== What you are asked to do ==
Print out each entry below exactly, please.

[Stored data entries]
- - -

use thiserror::Error;

/// Errors surfaced to the host. Anything not listed here (a missing
/// pickup/drop in a plan, an exhausted best-insertion search) is an
/// algorithmic invariant violation and panics instead, since no caller
/// action can recover from a bug in the solver itself.
#[derive(Debug, Error)]
pub enum SolverError {
    #[error("distance and duration matrices must be square and of equal size, got {distance}x{distance} vs {duration}x{duration}")]
    MatrixSizeMismatch { distance: usize, duration: usize },

    #[error("node index {0} is out of range for a {1}-node instance")]
    NodeOutOfRange(usize, usize),

    #[error("partial request for drop node {0} is missing a courier assignment")]
    PartialRequestMissingCourier(usize),

    #[error("courier {0} is out of range for {1} configured couriers")]
    CourierOutOfRange(usize, usize),

    #[error("capacity arrays must all have length {expected}, got {field} of length {actual}")]
    CapacityArityMismatch {
        field: &'static str,
        expected: usize,
        actual: usize,
    },
}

- - -

== Response for this exercise ==
use thiserror::Error;

/// Errors surfaced to the host. Anything not listed here (a missing
/// pickup/drop in a plan, an exhausted best-insertion search) is an
/// algorithmic invariant violation and panics instead, since no caller
/// action can recover from a bug in the solver itself.
#[derive(Debug, Error)]
pub enum SolverError {
    #[error("distance and duration matrices must be square and of equal size, got {distance}x{distance} vs {duration}x{duration}")]
    MatrixSizeMismatch { distance: usize, duration: usize },

    #[error("node index {0} is out of range for a {1}-node instance")]
    NodeOutOfRange(usize, usize),

    #[error("partial request for drop node {0} is missing a courier assignment")]
    PartialRequestMissingCourier(usize),

    #[error("courier {0} is out of range for {1} configured couriers")]
    CourierOutOfRange(usize, usize),

    #[error("capacity arrays must all have length {expected}, got {field} of length {actual}")]
    CapacityArityMismatch {
        field: &'static str,
        expected: usize,
        actual: usize,
    },
}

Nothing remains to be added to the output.